Friday, February 17, 2006

Cow Flops

I am a backyard gardener, with spring approaching and seed catalogs multiplying in my mail box my thoughts often turn to what I will plant this year.

Now as any gardener knows you have to feed those plants. One of the best natural sources of plant food is cow flops.

Cow flops are great for spreading over planting beds; verbal cow flops are not so good when spread over taxpayers of Kentucky.

Today’s Herald Leader had a large pile of cow flops generated by state budget director Bradford L. Cowgill.

Bradford was singing the praises of how the Fletcher administration has put together a great budget and not raised taxes. The truth is they did raise taxes. They didn’t do it well. They didn’t actually reform the revenue stream to actually meet the state needs, but let’s ignore that for the moment.

Allow me to present an idiot’s guide to state budgeting. Yes, this is greatly simplified, it is and idiot’s guide after all, but we will cover the essentials.

First, the largest expenditure of any state agency, and state government as a whole, is the cost of employee salaries and benefits. There are no exceptions, not Medicaid, not Arena’s in Louisville, not contracts for highways --- nothing.

Second, if you are going to “save” money to fund all the pork barrel projects, then you have to do it by not paying the employees a fair wage or by weaseling out on commitments to paying benefits.

Warning Huge Cow Flop Ahead!!!!

I love this statement from Cowgill, “Within our existing revenue base, it is simply not possible to fulfill the state's commitments and obligations in Medicaid and employee benefits and simultaneously pursue new programs in education and economic development except with Fletcher's dramatic savings and efficiency initiatives.”

Boy, you can smell that puppy a mile away.

Those dramatic savings are paid for in part by ignoring the actuarial realities of the Kentucky Retirement Systems.

I will not go into the number of times that past governors and General Assemblies have not funded state employee salaries to meet the cost of living. Nor will I go into the number of reorganizations that have cost individual employees thousands of dollars in lost salaries.

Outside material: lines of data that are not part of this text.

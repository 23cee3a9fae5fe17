//! Report Adapters
//!
//! - **JsonReportExporter** - Writes reports as pretty JSON files

mod json_report_exporter;

pub use json_report_exporter::JsonReportExporter;
//! Estimate report - everything needed to render an estimate without the catalog.

use serde::{Deserialize, Serialize};

use crate::domain::catalog::{BenchmarkRow, SourceRecord};
use crate::domain::estimation::{
    ChapterCostRow, Estimate, EstimateOptions, Factors, LabelCost, ScenarioTotalsRow, TotalsRecord,
};
use crate::domain::foundation::{ReportId, Scenario, Timestamp};

/// Areas the estimate was computed on.
#[derive(Debug, Clone, PartialEq, Serialize, Deserialize)]
pub struct ReportAreas {
    /// Display label of the measured quantity, e.g. "m² construidos".
    pub label: String,
    pub above: f64,
    pub below: f64,
    /// Area the €/m² ratios are taken over.
    pub reference: f64,
}

/// A finished estimate for one module and scenario.
#[derive(Debug, Clone, PartialEq, Serialize, Deserialize)]
pub struct EstimateReport {
    pub report_id: ReportId,
    pub generated_at: Timestamp,
    pub title: String,
    pub project: Option<String>,
    pub module_key: String,
    pub module_label: String,
    pub areas: ReportAreas,
    pub scenario: Scenario,
    pub scenario_label: String,
    pub building_use: Option<String>,
    pub city: Option<String>,
    pub factors: Factors,
    pub options: EstimateOptions,
    pub breakdown: Vec<ChapterCostRow>,
    pub summary: Vec<LabelCost>,
    pub totals: TotalsRecord,
    pub comparison: Vec<ScenarioTotalsRow>,
    pub benchmark: Option<BenchmarkRow>,
    pub sources: Vec<SourceRecord>,
    pub notes: Vec<String>,
}

impl EstimateReport {
    /// Creates a report from an estimate; optional sections start empty.
    pub fn new(
        title: impl Into<String>,
        module_key: impl Into<String>,
        module_label: impl Into<String>,
        areas: ReportAreas,
        factors: Factors,
        options: EstimateOptions,
        estimate: &Estimate,
    ) -> Self {
        Self {
            report_id: ReportId::new(),
            generated_at: Timestamp::now(),
            title: title.into(),
            project: None,
            module_key: module_key.into(),
            module_label: module_label.into(),
            areas,
            scenario: estimate.scenario,
            scenario_label: estimate.scenario.label().to_string(),
            building_use: options.building_use.clone(),
            city: None,
            factors,
            options,
            breakdown: estimate.table.rows().to_vec(),
            summary: estimate.table.summary_by_label(),
            totals: estimate.totals,
            comparison: Vec::new(),
            benchmark: None,
            sources: Vec::new(),
            notes: Vec::new(),
        }
    }

    pub fn with_project(mut self, project: impl Into<String>) -> Self {
        self.project = Some(project.into());
        self
    }

    pub fn with_city(mut self, city: impl Into<String>) -> Self {
        self.city = Some(city.into());
        self
    }

    pub fn with_comparison(mut self, comparison: Vec<ScenarioTotalsRow>) -> Self {
        self.comparison = comparison;
        self
    }

    pub fn with_benchmark(mut self, benchmark: Option<BenchmarkRow>) -> Self {
        self.benchmark = benchmark;
        self
    }

    pub fn with_sources(mut self, sources: Vec<SourceRecord>) -> Self {
        self.sources = sources;
        self
    }

    pub fn with_note(mut self, note: impl Into<String>) -> Self {
        self.notes.push(note.into());
        self
    }

    /// Direct cost per reference area; `None` when the area is not positive.
    pub fn direct_per_area(&self) -> Option<f64> {
        (self.areas.reference > 0.0).then(|| self.totals.direct / self.areas.reference)
    }

    /// Base file name, without extension, for exported artifacts.
    pub fn file_stem(&self) -> String {
        format!("capex_{}_{}", self.module_key, self.scenario.key())
    }
}
//! Supporting reference tables: provenance sources, city location factors,
//! and soft-cost / contingency item breakdowns.

use chrono::NaiveDate;
use serde::{Deserialize, Serialize};

/// Provenance of a rate or benchmark, consumed by reports.
#[derive(Debug, Clone, PartialEq, Serialize, Deserialize)]
pub struct SourceRecord {
    #[serde(rename = "fuente")]
    pub source: String,
    #[serde(rename = "tipo", default)]
    pub kind: String,
    #[serde(rename = "fecha_consulta", default)]
    pub consulted_on: Option<NaiveDate>,
    #[serde(rename = "enlace", default)]
    pub link: Option<String>,
}

/// Location factor for a city.
#[derive(Debug, Clone, PartialEq, Serialize, Deserialize)]
pub struct CityFactor {
    pub city: String,
    pub location_factor: f64,
}

/// One concept of a soft-cost or contingency breakdown.
#[derive(Debug, Clone, PartialEq, Serialize, Deserialize)]
pub struct CostItem {
    #[serde(rename = "concepto")]
    pub concept: String,
    /// Percent of direct cost (2.5 means 2.5%).
    #[serde(rename = "pct_sobre_directo")]
    pub pct_of_direct: f64,
    #[serde(rename = "aplica", default = "applies_by_default")]
    pub applies: bool,
}

fn applies_by_default() -> bool {
    true
}

impl CostItem {
    /// Creates an applicable item.
    pub fn new(concept: impl Into<String>, pct_of_direct: f64) -> Self {
        Self {
            concept: concept.into(),
            pct_of_direct,
            applies: true,
        }
    }
}

/// A list of cost items summed into a single fraction of direct cost.
#[derive(Debug, Clone, Default, PartialEq, Serialize, Deserialize)]
#[serde(transparent)]
pub struct CostItemBreakdown {
    items: Vec<CostItem>,
}

impl CostItemBreakdown {
    /// Creates a breakdown from items.
    pub fn new(items: Vec<CostItem>) -> Self {
        Self { items }
    }

    /// Returns the items.
    pub fn items(&self) -> &[CostItem] {
        &self.items
    }

    /// Returns true if there are no items.
    pub fn is_empty(&self) -> bool {
        self.items.is_empty()
    }

    /// Returns a copy with the named concepts marked as not applicable.
    pub fn excluding(&self, concepts: &[String]) -> Self {
        let items = self
            .items
            .iter()
            .cloned()
            .map(|mut item| {
                if concepts.iter().any(|c| c == &item.concept) {
                    item.applies = false;
                }
                item
            })
            .collect();
        Self { items }
    }

    /// Sum of applicable percentages, as a fraction of direct cost.
    pub fn applicable_fraction(&self) -> f64 {
        self.items
            .iter()
            .filter(|i| i.applies)
            .map(|i| i.pct_of_direct)
            .sum::<f64>()
            / 100.0
    }
}
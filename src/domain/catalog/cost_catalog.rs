//! The loaded reference data an estimation run reads from.

use serde::{Deserialize, Serialize};
use std::collections::BTreeMap;

use super::{BenchmarkTable, CityFactor, CostItemBreakdown, ModuleDefinition, SourceRecord};

/// Module definitions keyed by module identifier.
#[derive(Debug, Clone, Default, PartialEq, Serialize, Deserialize)]
pub struct ModuleCatalog {
    pub modules: BTreeMap<String, ModuleDefinition>,
}

impl ModuleCatalog {
    /// Creates an empty catalog.
    pub fn new() -> Self {
        Self::default()
    }

    /// Adds a module definition, returning the catalog.
    pub fn with_module(mut self, key: impl Into<String>, module: ModuleDefinition) -> Self {
        self.modules.insert(key.into(), module);
        self
    }

    /// Looks up a module by key.
    pub fn get(&self, key: &str) -> Option<&ModuleDefinition> {
        self.modules.get(key)
    }

    /// Returns the module keys in sorted order.
    pub fn keys(&self) -> impl Iterator<Item = &str> {
        self.modules.keys().map(String::as_str)
    }
}

/// Everything the engine and the reporting side need, materialized in memory.
#[derive(Debug, Clone, Default, PartialEq)]
pub struct CostCatalog {
    pub modules: ModuleCatalog,
    pub benchmarks: BenchmarkTable,
    pub sources: Vec<SourceRecord>,
    pub cities: Vec<CityFactor>,
    pub soft_cost_items: CostItemBreakdown,
    pub contingency_items: CostItemBreakdown,
}

impl CostCatalog {
    /// Creates a catalog with only module definitions.
    pub fn from_modules(modules: ModuleCatalog) -> Self {
        Self {
            modules,
            ..Self::default()
        }
    }

    /// Looks up a city's location factor (case-insensitive).
    pub fn city_factor(&self, city: &str) -> Option<f64> {
        self.cities
            .iter()
            .find(|c| c.city.eq_ignore_ascii_case(city.trim()))
            .map(|c| c.location_factor)
    }
}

The cold hard reality is that it is easy for the Governor, and the spineless General Assembly, to ignore the need for a comprehensive reform of taxes in Kentucky.

They would rather depend on no pain revenue schemes like the lottery and casino gambling to produce additional money for the sausage mill of pork projects while they balance the budget on the backs of the employees and retirees of state government.